# Sold…Aire 156D



## Whitewater Squirell (May 12, 2021)

It’s gone to a good home….
2014 Aire 156D -Green
3 Thwarts
Recently Serviced at Aire Factory in Boise, ID. Great condition and passed 48 hour air test.
2 years remaining on No Fault warranty
Located in Corvallis, OR can make arrangements for transfer to Boise, ID


----------



## PDX Duck (Mar 17, 2015)

Why did boat in great condition need Factory Service?


----------



## SherpaDave (Dec 28, 2017)

Never heard of a factory service on boats before. I sure do like my 156D though.


----------



## Whitewater Squirell (May 12, 2021)

PDX Duck said:


> Why did boat in great condition need Factory Service?
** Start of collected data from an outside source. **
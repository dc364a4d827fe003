//! Storage module for persisting mirrored pages
//!
//! Every visited page gets its own directory holding exactly three files:
//! the raw HTML, the aggregated stylesheet text, and the aggregated script
//! text. Writes replace existing files, so persisting the same page twice
//! leaves identical content behind.

mod disk;

pub use disk::{ensure_directory, persist_page, write_assets, write_html};

/// File name of the page's raw HTML
pub const HTML_FILE: &str = "index.html";

/// File name of the aggregated stylesheet text
pub const CSS_FILE: &str = "styles.css";

/// File name of the aggregated script text
pub const JS_FILE: &str = "scripts.js";
use crate::storage::{CSS_FILE, HTML_FILE, JS_FILE};
use crate::MirrorError;
use std::fs;
use std::path::Path;

/// Creates `directory` and any missing parents
///
/// An existing directory is not an error.
pub fn ensure_directory(directory: &Path) -> Result<(), MirrorError> {
    fs::create_dir_all(directory).map_err(|source| MirrorError::Persistence {
        path: directory.to_path_buf(),
        source,
    })
}

/// Writes the page's raw HTML into `directory`
///
/// The directory must already exist; see [`ensure_directory`].
pub fn write_html(directory: &Path, html: &[u8]) -> Result<(), MirrorError> {
    write_file(directory, HTML_FILE, html)
}

/// Writes the aggregated stylesheet and script bytes into `directory`
pub fn write_assets(directory: &Path, css: &[u8], js: &[u8]) -> Result<(), MirrorError> {
    write_file(directory, CSS_FILE, css)?;
    write_file(directory, JS_FILE, js)
}

/// Persists a complete page: creates the directory and writes all three files
///
/// Page visits call [`ensure_directory`], [`write_html`] and [`write_assets`]
/// separately instead, so the HTML is on disk before the page is parsed.
///
/// # Arguments
///
/// * `directory` - The page's storage directory
/// * `html` - The raw HTML payload
/// * `css` - The aggregated stylesheet bytes
/// * `js` - The aggregated script bytes
///
/// # Returns
///
/// * `Ok(())` - All three files were written
/// * `Err(MirrorError::Persistence)` - Directory creation or a write failed
pub fn persist_page(directory: &Path, html: &[u8], css: &[u8], js: &[u8]) -> Result<(), MirrorError> {
    ensure_directory(directory)?;
    write_html(directory, html)?;
    write_assets(directory, css, js)
}

fn write_file(directory: &Path, name: &str, content: &[u8]) -> Result<(), MirrorError> {
    let path = directory.join(name);
    fs::write(&path, content).map_err(|source| MirrorError::Persistence {
        path: path.clone(),
        source,
    })?;
    tracing::info!("Saved {} ({} bytes)", path.display(), content.len());
    Ok(())
}
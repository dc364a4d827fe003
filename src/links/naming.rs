use serde::Deserialize;
use sha2::{Digest, Sha256};
use std::path::{Path, PathBuf};
use url::Url;

/// Longest readable prefix kept in a hashed directory name
const MAX_SLUG_LEN: usize = 32;

/// Number of hex characters of the SHA-256 digest kept in a hashed name
const HASH_LEN: usize = 16;

/// How the directory of a followed page is named under its parent's directory
#[derive(Debug, Clone, Copy, PartialEq, Eq, Deserialize, clap::ValueEnum)]
#[serde(rename_all = "kebab-case")]
pub enum DirectoryNaming {
    /// Strip the parent's URL string from the link and replace every `/`
    /// with `_`.
    ///
    /// Distinct links can collide (`/a/b` and `/a_b` both become `_a_b`) and
    /// query strings or colons pass through unchanged. A remainder of `.` or
    /// `..` (page `/a`, link `/a..`) gets a leading `_` so the child never
    /// lands in or above its parent.
    Relative,

    /// `<slug>-<hash>`, where the hash is taken over the full link URL
    Hashed,
}

impl DirectoryNaming {
    /// Computes the directory name for `link` found on `parent_url`
    ///
    /// # Examples
    ///
    /// ```
    /// use sumi_mirror::links::DirectoryNaming;
    /// use url::Url;
    ///
    /// let link = Url::parse("https://ex.com/shop/item/5").unwrap();
    /// let name = DirectoryNaming::Relative.child_name("https://ex.com/shop", &link);
    /// assert_eq!(name, "_item_5");
    /// ```
    pub fn child_name(self, parent_url: &str, link: &Url) -> String {
        match self {
            Self::Relative => relative_name(parent_url, link),
            Self::Hashed => hashed_name(link),
        }
    }

    /// Computes the storage directory of `link` under `parent_dir`
    pub fn child_directory(self, parent_dir: &Path, parent_url: &str, link: &Url) -> PathBuf {
        parent_dir.join(self.child_name(parent_url, link))
    }
}

fn relative_name(parent_url: &str, link: &Url) -> String {
    let link = link.as_str();
    // Only the origin scope can admit a link that doesn't extend the parent
    let remainder = link.strip_prefix(parent_url).unwrap_or(link);
    match remainder {
        "." | ".." => format!("_{}", remainder),
        _ => remainder.replace('/', "_"),
    }
}

fn hashed_name(link: &Url) -> String {
    let digest = Sha256::digest(link.as_str().as_bytes());
    let hash = hex::encode(digest);
    format!("{}-{}", slug(link), &hash[..HASH_LEN])
}

/// Readable, filesystem-safe label taken from the last path segment
fn slug(link: &Url) -> String {
    let segment = link
        .path_segments()
        .and_then(|segments| segments.filter(|s| !s.is_empty()).last())
        .unwrap_or("");

    let cleaned: String = segment
        .chars()
        .map(|c| {
            if c.is_ascii_alphanumeric() || c == '-' || c == '_' || c == '.' {
                c
            } else {
                '-'
            }
        })
        .take(MAX_SLUG_LEN)
        .collect();

    let cleaned = cleaned.trim_start_matches('.');
    if cleaned.is_empty() {
        "page".to_string()
    } else {
        cleaned.to_string()
    }
}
The Logos that we’re put on at that time bubble and turn black. I had them taken off and new ones put on. Aire treats you right. If it’s in the factory why not give it a once over.


----------



## Whitewater Squirell (May 12, 2021)

PDX Duck said:


> Why did boat in great condition need Factory Service?





SherpaDave said:


> Never heard of a factory service on boats before. I sure do like my 156D though.


If you had your something serviced at the factory what would you call it? 🤔
The 156D has been an excellent boat. I’m selling it because I want something I haven’t been on with my EX. 🤣


----------



## Down River Equipment (Apr 12, 2006)

It could just be the angle of the picture, but it looks more like the "E" series not the "D."


----------



## SheepEater (Jul 9, 2020)

I think the E-series boat have two D-rings on the stern. The picture is deceiving, though.


----------



## Whitewater Squirell (May 12, 2021)

Down River Equipment said:


> It could just be the angle of the picture, but it looks more like the "E" series not the "D."


Dusty- It’s a “D”…. Did you want it delivered up to the house? You can slap a frame on it and I’ll keep the Thwarts? 😉


----------